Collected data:
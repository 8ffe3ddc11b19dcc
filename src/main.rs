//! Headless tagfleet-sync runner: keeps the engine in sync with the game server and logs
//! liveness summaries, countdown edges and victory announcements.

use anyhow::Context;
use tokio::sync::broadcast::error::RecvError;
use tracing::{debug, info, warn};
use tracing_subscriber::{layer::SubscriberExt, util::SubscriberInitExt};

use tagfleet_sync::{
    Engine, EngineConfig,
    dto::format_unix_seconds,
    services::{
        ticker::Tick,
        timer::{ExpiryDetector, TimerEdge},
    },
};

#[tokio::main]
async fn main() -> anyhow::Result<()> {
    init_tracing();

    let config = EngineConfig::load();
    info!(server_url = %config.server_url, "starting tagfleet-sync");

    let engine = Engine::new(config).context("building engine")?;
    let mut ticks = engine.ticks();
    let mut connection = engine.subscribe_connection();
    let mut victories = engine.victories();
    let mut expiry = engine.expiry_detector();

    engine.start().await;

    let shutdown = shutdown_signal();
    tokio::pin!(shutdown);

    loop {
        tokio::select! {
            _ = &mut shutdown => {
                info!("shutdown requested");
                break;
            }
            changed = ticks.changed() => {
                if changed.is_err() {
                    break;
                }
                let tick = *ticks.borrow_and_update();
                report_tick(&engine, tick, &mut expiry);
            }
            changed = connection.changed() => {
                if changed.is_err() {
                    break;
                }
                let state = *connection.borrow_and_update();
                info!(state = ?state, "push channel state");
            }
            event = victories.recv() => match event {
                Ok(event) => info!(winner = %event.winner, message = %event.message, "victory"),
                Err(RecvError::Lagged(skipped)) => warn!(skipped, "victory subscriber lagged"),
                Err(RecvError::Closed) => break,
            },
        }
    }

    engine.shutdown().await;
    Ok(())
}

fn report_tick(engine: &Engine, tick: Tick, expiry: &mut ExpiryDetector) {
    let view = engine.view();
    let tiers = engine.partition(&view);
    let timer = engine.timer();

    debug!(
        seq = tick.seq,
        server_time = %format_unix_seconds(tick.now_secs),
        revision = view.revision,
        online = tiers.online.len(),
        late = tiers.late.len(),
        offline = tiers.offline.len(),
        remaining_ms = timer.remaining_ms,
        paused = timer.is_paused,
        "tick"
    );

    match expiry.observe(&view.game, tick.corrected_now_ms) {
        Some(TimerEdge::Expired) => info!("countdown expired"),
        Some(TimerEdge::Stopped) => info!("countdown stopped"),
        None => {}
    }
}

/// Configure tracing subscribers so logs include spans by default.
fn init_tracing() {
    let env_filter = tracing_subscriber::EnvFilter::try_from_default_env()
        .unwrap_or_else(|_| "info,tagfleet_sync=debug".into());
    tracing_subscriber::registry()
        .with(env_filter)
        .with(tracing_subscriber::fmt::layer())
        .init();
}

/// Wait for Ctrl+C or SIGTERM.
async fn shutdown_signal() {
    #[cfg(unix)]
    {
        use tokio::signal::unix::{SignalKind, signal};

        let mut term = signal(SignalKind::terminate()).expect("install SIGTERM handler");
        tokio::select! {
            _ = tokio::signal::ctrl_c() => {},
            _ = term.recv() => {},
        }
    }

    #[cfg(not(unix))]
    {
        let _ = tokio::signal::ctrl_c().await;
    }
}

==

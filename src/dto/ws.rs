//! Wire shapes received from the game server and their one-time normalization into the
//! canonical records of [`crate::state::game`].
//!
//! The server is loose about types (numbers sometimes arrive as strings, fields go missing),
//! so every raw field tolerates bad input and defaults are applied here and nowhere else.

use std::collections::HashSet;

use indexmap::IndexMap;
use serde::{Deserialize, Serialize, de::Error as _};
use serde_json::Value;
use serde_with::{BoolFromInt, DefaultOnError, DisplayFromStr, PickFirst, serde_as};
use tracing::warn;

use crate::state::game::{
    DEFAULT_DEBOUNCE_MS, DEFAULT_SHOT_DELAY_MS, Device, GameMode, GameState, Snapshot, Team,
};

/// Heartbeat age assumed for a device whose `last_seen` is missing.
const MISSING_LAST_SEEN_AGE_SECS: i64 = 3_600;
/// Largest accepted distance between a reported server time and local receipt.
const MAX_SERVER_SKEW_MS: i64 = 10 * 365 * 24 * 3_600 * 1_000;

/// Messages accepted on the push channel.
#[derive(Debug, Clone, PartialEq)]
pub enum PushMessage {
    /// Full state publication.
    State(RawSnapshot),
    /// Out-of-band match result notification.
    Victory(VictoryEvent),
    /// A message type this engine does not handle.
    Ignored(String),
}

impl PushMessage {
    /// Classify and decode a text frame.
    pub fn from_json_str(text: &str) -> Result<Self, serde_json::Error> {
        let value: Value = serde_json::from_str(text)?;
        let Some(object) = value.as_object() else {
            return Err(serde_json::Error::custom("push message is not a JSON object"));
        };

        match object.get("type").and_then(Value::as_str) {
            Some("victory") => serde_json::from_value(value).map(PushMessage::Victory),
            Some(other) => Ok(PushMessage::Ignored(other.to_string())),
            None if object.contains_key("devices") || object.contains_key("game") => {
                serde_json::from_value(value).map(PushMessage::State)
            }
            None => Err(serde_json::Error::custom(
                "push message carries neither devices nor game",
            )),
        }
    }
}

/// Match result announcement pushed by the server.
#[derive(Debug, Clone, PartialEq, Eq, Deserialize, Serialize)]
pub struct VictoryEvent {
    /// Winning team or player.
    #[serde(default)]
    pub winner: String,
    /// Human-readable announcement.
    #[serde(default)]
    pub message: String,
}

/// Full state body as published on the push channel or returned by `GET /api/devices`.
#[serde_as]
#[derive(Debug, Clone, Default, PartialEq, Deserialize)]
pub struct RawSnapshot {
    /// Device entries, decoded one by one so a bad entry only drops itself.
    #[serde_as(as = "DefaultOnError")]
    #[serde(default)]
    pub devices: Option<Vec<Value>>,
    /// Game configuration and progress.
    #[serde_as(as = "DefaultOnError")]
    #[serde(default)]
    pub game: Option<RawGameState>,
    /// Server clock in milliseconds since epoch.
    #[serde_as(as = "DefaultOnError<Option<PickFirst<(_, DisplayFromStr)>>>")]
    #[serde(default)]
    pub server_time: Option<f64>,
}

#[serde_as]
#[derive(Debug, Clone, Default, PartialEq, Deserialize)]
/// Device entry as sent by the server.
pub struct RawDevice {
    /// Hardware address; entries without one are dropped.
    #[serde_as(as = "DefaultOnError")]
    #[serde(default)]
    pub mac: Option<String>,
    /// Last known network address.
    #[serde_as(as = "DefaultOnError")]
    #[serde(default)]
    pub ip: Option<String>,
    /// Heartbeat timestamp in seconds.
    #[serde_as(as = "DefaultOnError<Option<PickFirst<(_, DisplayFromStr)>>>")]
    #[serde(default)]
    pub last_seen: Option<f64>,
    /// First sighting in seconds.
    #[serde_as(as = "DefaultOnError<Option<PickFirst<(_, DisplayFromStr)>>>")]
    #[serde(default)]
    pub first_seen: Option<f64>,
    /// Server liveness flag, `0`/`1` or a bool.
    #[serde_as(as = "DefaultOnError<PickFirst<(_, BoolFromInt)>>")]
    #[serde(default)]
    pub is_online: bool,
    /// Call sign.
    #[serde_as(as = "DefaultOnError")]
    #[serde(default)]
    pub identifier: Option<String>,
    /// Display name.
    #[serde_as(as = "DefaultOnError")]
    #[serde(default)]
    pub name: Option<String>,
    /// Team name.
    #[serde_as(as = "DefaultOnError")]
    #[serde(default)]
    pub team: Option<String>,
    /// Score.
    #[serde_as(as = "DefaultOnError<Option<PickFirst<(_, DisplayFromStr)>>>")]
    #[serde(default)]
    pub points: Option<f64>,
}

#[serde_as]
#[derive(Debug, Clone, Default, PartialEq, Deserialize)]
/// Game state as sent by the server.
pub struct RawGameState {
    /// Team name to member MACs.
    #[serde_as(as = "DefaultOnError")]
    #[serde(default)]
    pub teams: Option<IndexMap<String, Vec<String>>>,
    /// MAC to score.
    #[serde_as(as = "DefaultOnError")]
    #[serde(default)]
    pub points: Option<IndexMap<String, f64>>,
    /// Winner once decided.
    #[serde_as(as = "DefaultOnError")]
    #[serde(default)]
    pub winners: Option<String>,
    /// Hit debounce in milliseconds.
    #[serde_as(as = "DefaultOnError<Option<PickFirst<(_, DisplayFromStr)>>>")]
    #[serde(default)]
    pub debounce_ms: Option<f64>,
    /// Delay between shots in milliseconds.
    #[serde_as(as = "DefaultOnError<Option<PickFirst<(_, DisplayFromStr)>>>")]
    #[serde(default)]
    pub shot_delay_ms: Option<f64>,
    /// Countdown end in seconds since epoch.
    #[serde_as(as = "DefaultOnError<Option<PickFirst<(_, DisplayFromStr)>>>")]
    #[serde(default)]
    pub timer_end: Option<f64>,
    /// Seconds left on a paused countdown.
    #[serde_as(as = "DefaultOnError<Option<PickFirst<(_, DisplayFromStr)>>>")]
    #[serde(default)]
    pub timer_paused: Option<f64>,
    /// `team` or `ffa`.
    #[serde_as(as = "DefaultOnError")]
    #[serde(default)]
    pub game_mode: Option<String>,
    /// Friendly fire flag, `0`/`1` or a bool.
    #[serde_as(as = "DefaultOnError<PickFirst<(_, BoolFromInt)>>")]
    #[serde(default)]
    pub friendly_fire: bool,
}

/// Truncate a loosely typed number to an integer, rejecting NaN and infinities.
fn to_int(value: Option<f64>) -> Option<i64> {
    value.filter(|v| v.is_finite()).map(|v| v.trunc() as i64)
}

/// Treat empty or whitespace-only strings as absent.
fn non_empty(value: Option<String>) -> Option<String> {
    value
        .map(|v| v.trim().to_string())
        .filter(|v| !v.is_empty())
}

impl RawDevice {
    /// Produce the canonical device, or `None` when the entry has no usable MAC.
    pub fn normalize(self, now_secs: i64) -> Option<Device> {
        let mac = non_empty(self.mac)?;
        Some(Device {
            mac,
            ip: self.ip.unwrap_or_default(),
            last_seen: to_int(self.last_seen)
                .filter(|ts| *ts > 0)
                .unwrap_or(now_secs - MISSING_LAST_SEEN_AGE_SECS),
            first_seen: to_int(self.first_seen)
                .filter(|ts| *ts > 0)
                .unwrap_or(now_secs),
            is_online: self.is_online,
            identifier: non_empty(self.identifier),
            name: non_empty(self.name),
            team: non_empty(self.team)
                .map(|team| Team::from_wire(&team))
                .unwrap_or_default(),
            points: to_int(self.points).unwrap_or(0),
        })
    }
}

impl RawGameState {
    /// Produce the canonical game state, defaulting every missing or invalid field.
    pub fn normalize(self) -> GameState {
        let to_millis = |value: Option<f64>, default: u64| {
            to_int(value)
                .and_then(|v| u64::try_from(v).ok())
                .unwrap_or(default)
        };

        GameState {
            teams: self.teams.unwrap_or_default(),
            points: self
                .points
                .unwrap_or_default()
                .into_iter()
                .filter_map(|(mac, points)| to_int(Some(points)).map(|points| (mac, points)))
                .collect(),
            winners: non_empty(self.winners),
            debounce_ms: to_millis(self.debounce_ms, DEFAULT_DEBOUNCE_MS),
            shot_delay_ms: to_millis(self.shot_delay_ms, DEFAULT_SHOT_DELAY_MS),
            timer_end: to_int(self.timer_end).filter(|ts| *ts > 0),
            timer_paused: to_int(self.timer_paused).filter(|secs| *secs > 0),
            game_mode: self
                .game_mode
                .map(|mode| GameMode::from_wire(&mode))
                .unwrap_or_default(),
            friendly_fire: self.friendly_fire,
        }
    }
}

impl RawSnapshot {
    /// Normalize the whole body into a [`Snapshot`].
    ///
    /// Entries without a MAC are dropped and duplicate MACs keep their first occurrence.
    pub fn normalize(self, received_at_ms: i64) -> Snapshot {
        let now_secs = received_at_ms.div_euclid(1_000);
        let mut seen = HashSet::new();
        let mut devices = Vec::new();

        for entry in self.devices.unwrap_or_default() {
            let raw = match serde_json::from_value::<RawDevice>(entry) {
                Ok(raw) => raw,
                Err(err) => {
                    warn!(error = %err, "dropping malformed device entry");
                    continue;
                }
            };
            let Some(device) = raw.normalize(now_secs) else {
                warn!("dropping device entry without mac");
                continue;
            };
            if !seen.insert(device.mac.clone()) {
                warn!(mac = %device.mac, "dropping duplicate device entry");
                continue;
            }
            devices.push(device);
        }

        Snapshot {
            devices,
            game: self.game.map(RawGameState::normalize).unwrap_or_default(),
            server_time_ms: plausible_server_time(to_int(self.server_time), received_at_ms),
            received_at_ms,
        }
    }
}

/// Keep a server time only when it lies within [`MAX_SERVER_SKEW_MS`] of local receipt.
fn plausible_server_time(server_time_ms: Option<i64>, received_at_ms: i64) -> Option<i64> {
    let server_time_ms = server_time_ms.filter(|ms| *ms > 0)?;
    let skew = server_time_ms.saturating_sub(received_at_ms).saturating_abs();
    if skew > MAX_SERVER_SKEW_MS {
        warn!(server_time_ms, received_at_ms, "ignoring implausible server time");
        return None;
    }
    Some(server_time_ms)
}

...

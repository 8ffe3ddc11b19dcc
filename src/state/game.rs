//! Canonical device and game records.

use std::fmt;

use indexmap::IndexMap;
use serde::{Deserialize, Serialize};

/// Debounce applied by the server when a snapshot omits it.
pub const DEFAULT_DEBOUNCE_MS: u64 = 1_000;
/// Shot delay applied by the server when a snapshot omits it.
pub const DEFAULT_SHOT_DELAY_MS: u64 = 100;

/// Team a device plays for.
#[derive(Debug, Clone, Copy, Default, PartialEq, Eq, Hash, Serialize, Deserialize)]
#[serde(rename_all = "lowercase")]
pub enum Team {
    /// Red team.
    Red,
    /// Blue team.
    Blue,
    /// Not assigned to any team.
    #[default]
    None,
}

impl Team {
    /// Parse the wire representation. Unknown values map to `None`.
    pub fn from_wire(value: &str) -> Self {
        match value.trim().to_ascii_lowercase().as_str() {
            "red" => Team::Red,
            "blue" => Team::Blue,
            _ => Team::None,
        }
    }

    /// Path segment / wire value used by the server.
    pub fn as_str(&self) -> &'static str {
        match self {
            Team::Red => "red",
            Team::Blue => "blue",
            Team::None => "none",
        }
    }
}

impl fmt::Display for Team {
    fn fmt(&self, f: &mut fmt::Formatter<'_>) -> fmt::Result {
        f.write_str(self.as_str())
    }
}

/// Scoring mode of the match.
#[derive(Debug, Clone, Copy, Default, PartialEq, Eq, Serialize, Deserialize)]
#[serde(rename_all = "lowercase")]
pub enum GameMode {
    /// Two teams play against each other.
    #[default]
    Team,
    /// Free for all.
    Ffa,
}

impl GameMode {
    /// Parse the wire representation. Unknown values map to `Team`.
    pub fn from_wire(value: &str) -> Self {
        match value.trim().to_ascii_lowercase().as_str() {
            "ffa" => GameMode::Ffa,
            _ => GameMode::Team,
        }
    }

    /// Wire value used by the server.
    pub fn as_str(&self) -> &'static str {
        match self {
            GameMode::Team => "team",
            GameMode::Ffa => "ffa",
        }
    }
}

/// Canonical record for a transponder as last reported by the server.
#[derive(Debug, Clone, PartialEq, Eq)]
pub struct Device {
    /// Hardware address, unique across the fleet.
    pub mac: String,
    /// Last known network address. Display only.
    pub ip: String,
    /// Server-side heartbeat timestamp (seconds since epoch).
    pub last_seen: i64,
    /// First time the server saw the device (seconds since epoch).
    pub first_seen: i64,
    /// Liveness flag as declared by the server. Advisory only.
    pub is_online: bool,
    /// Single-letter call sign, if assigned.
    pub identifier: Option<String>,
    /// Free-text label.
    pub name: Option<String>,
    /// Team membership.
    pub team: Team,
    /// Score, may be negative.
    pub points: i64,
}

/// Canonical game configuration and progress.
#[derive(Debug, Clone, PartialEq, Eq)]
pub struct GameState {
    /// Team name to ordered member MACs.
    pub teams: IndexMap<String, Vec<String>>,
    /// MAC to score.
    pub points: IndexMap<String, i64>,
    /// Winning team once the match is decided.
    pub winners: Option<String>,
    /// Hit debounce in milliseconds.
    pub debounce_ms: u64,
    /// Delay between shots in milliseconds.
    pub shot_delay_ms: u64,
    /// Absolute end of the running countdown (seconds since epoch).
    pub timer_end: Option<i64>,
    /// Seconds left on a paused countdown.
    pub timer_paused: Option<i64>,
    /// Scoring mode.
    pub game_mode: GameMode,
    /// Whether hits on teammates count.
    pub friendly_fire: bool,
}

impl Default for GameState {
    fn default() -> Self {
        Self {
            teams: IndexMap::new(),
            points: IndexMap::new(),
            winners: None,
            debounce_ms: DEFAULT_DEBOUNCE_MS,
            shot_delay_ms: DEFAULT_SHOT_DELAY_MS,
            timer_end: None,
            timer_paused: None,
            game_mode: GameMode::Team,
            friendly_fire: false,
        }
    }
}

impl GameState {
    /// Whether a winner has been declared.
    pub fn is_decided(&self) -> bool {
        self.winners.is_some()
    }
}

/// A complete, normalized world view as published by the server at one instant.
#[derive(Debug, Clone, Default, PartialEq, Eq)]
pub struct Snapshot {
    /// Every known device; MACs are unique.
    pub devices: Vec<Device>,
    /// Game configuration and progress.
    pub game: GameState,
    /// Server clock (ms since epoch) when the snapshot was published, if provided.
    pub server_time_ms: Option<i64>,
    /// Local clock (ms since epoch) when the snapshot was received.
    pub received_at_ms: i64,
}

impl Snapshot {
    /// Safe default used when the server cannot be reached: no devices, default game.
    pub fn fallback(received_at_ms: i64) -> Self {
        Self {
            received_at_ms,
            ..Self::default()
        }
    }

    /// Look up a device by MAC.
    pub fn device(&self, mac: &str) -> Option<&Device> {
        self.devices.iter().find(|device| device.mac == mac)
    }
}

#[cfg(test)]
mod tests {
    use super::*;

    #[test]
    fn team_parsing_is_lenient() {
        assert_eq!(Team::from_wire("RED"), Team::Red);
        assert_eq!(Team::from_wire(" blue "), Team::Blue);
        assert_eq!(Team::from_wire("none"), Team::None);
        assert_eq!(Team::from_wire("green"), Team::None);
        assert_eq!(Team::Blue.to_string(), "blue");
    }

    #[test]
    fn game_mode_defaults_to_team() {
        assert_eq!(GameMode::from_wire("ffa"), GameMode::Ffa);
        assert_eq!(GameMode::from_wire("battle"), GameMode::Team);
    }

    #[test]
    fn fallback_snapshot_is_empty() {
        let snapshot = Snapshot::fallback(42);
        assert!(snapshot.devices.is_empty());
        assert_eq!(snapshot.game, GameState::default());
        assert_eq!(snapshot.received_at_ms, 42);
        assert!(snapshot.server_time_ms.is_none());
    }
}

Problem details: Return, word for word, the lines of the data above from the line with "let mut expiry" through the line with "event = victories.recv()", inclusive.

Answer section:
    let mut expiry = engine.expiry_detector();

    engine.start().await;

    let shutdown = shutdown_signal();
    tokio::pin!(shutdown);

    loop {
        tokio::select! {
            _ = &mut shutdown => {
                info!("shutdown requested");
                break;
            }
            changed = ticks.changed() => {
                if changed.is_err() {
                    break;
                }
                let tick = *ticks.borrow_and_update();
                report_tick(&engine, tick, &mut expiry);
            }
            changed = connection.changed() => {
                if changed.is_err() {
                    break;
                }
                let state = *connection.borrow_and_update();
                info!(state = ?state, "push channel state");
            }
            event = victories.recv() => match event {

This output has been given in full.